Il ne s’agit nullement de tout rejeter en bloc. Je ne dis absolument pas cela. Je dis que les sociétés maghrébines ne se sont construites sur une histoire et une pensée grecques que très anecdotiquement (Hiarbas plus que Didon à cet égard) et indirectement, alors qu’entre les Européens d’aujourd’hui et les Grecs anciens il y a un quasi-continuum. « Notre socle est gréco-romain » cocoricoquent nombre d’entre eux.

La société française elle-même a évolué, mais parfois dans un sens qu’on aurait qualifié il y a 35 ans de « rétrograde ». Jugez : quelle perception avaient les Français (surtout l’élite intellectuelle et médiatique française) durant le grand bazar des années soixante et soixante-dix sur la protection des enfants ? Je me souviens qu’à l’époque on militait, au nom du combat contre l’ordre établi et pour les libertés, pour que la sexualité concerne aussi les enfants. Comme tout le monde (le monde « in », branché aujourd’hui) je lisais le tout jeune « Libé » et je m’efforçais de me confectionner une image-reflet de mon journal. Mais cette question me dépassait, la guerre fratricide que se livraient le Maroc et l’Algérie me préoccupait plus que tout. Je ne pipais mot des mœurs françaises. C’eût été ringard de donner un avis opposé (on ne disait pas « ringard » à cette époque). Je me taisais donc. Avec quelques copains Maghrébins on gloussait, on désapprouvait entre nous, mais rien de plus. En Algérie, au Maroc comme en Tunisie, certains osaient s’insurger, mais ils étaient ici ignorés. Quantité négligeable. Aujourd’hui le moindre regard porté sur un enfant peut être sujet à interprétation, à risque. La pédophilie s’est substituée au mal absolu, alors même que par ailleurs la pornographie est conseillée aux mineurs par certains « spécialistes ».
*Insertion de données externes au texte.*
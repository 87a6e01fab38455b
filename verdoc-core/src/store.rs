//! Main document store interface for interacting with document backends.
//!
//! [`DocumentStore`] owns the backend handle. It is constructed once at
//! process startup and passed explicitly to whatever needs it; there is no
//! ambient, lazily-initialized global handle. Collection handles borrow the
//! store and are obtained via [`typed_collection`](DocumentStore::typed_collection)
//! or the bootstrap methods below.
//!
//! # Bootstrapping
//!
//! [`ensure_collection`](DocumentStore::ensure_collection) and
//! [`ensure_collection_seeded`](DocumentStore::ensure_collection_seeded)
//! guarantee a collection exists before first use. When the collection is
//! absent it is created, and the optional seed routine (index creation,
//! sample rows) runs exactly once against the fresh collection before the
//! handle is returned. When it is already present the handle is returned
//! as-is and the seed routine is skipped. The existence check and the
//! creation are not a single atomic compare-and-create: two concurrent
//! first-time calls for the same name can both observe "absent". That race
//! is confined to process startup and left to the store to reject or
//! deduplicate.
//!
//! # Example
//!
//! ```ignore
//! let store = DocumentStore::new(backend);
//! let jedi = store
//!     .ensure_collection_seeded(|jedi| async move {
//!         jedi.insert_one(&Jedi { id: None, name: "Luke".into(), age: 19, version: 0 })
//!             .await?;
//!         Ok(())
//!     })
//!     .await?;
//! ```

use std::future::Future;
use tracing::debug;

use crate::{
    backend::{IndexKind, IndexSpec, StoreBackend},
    collection::TypedCollection,
    document::Document,
    error::DocumentStoreResult,
};

/// A strongly-typed document store bound to a specific backend implementation.
///
/// # Type Parameters
///
/// * `B` - The backend implementation type
#[derive(Debug)]
pub struct DocumentStore<B: StoreBackend> {
    backend: B,
}

impl<B: StoreBackend> DocumentStore<B> {
    /// Creates a new document store with the given backend.
    pub fn new(backend: B) -> Self {
        Self { backend }
    }

    /// Gets a typed collection for the specified document type.
    ///
    /// The collection name is determined by the document type's
    /// `collection_name()` method. No existence check is performed; use
    /// [`ensure_collection`](DocumentStore::ensure_collection) to bootstrap.
    pub fn typed_collection<'a, D: Document>(&'a self) -> TypedCollection<'a, B, D> {
        TypedCollection::new(D::collection_name().to_string(), &self.backend)
    }

    /// Ensures the collection for `D` exists, creating it if absent.
    ///
    /// Idempotent with respect to collection existence: calling it any number
    /// of times yields a handle to the collection created once.
    ///
    /// # Errors
    ///
    /// Propagates the backend error if the existence check or creation fails;
    /// a partially created collection is not rolled back.
    pub async fn ensure_collection<'a, D: Document>(
        &'a self,
    ) -> DocumentStoreResult<TypedCollection<'a, B, D>> {
        let name = D::collection_name();

        if !self.collection_exists(name).await? {
            self.backend.create_collection(name).await?;
            debug!(collection = name, "collection created");
        }

        Ok(self.typed_collection::<D>())
    }

    /// Ensures the collection for `D` exists, running `seed` exactly once at
    /// creation time.
    ///
    /// When the collection is absent it is created and `seed` is invoked with
    /// a handle to the fresh collection (e.g. to create a geospatial index or
    /// insert sample rows) before this method returns. When the collection is
    /// already present the seed routine is skipped, so within a process the
    /// seed runs at most once per collection name unless the collection is
    /// externally dropped.
    ///
    /// # Errors
    ///
    /// Propagates the backend error if creation fails, and the seed routine's
    /// error if it fails; neither rolls back the created collection.
    pub async fn ensure_collection_seeded<'a, D, F, Fut>(
        &'a self,
        seed: F,
    ) -> DocumentStoreResult<TypedCollection<'a, B, D>>
    where
        D: Document,
        F: FnOnce(TypedCollection<'a, B, D>) -> Fut,
        Fut: Future<Output = DocumentStoreResult<()>>,
    {
        let name = D::collection_name();

        if !self.collection_exists(name).await? {
            self.backend.create_collection(name).await?;
            debug!(collection = name, "collection created");

            seed(self.typed_collection::<D>()).await?;
            debug!(collection = name, "collection seeded");
        }

        Ok(self.typed_collection::<D>())
    }

    /// Checks whether a collection with the given name exists in the catalog.
    pub async fn collection_exists(&self, name: &str) -> DocumentStoreResult<bool> {
        Ok(self
            .list_collections()
            .await?
            .iter()
            .any(|existing| existing == name))
    }

    /// Creates a new collection with the given name.
    ///
    /// # Errors
    ///
    /// Returns an error if creation fails.
    pub async fn create_collection(&self, name: &str) -> DocumentStoreResult<()> {
        self.backend
            .create_collection(name)
            .await
    }

    /// Drops (deletes) a collection with the given name.
    ///
    /// # Errors
    ///
    /// Returns an error if the collection does not exist or deletion fails.
    pub async fn drop_collection(&self, name: &str) -> DocumentStoreResult<()> {
        self.backend.drop_collection(name).await
    }

    /// Lists all collections in the store.
    pub async fn list_collections(&self) -> DocumentStoreResult<Vec<String>> {
        self.backend.list_collections().await
    }

    /// Adds an index to a field in a collection.
    ///
    /// # Errors
    ///
    /// Returns an error if the operation fails.
    pub async fn add_index(
        &self,
        collection: &str,
        field: &str,
        kind: IndexKind,
    ) -> DocumentStoreResult<()> {
        self.backend
            .add_index(collection, field, kind)
            .await
    }

    /// Lists the indexes created on a collection.
    pub async fn list_indexes(&self, collection: &str) -> DocumentStoreResult<Vec<IndexSpec>> {
        self.backend.list_indexes(collection).await
    }

    /// Shuts down the store and releases backend resources.
    ///
    /// This consumes the store and should be called when no longer needed.
    ///
    /// # Errors
    ///
    /// Returns an error if the shutdown operation fails.
    pub async fn shutdown(self) -> DocumentStoreResult<()> {
        self.backend.shutdown().await?;

        Ok(())
    }
}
Pour revenir à la question du combat des féministes, on intime l’ordre aux militants Maghrébins (Tunisiens) sous peine d’être stigmatisés du sceau de l’arriérisme ou de l’intégrisme, on leur intime l’ordre de manifester leurs soutiens plutôt aux seins nus qu’au combat des femmes en général pour leur dignité, dans leurs contextes, dans leur Histoire.  Se promener sur Facebook, seins nus ou comme le dit Leïla Toubel « mettre du rouge à lèvres est insuffisant. Notre combat est avant tout un combat pour tous, hommes et femmes, pour le travail, la dignité, la liberté ». Dans cet ordre et pour tous. La liberté n’est pas dans le mimétisme irréfléchi et inconséquent. Il n’y a certes qu’une liberté, mais il y va de la liberté comme de Rome, plusieurs chemins y mènent. Je crains que montrer ses attributs de femme ou d’homme ne soit le meilleur.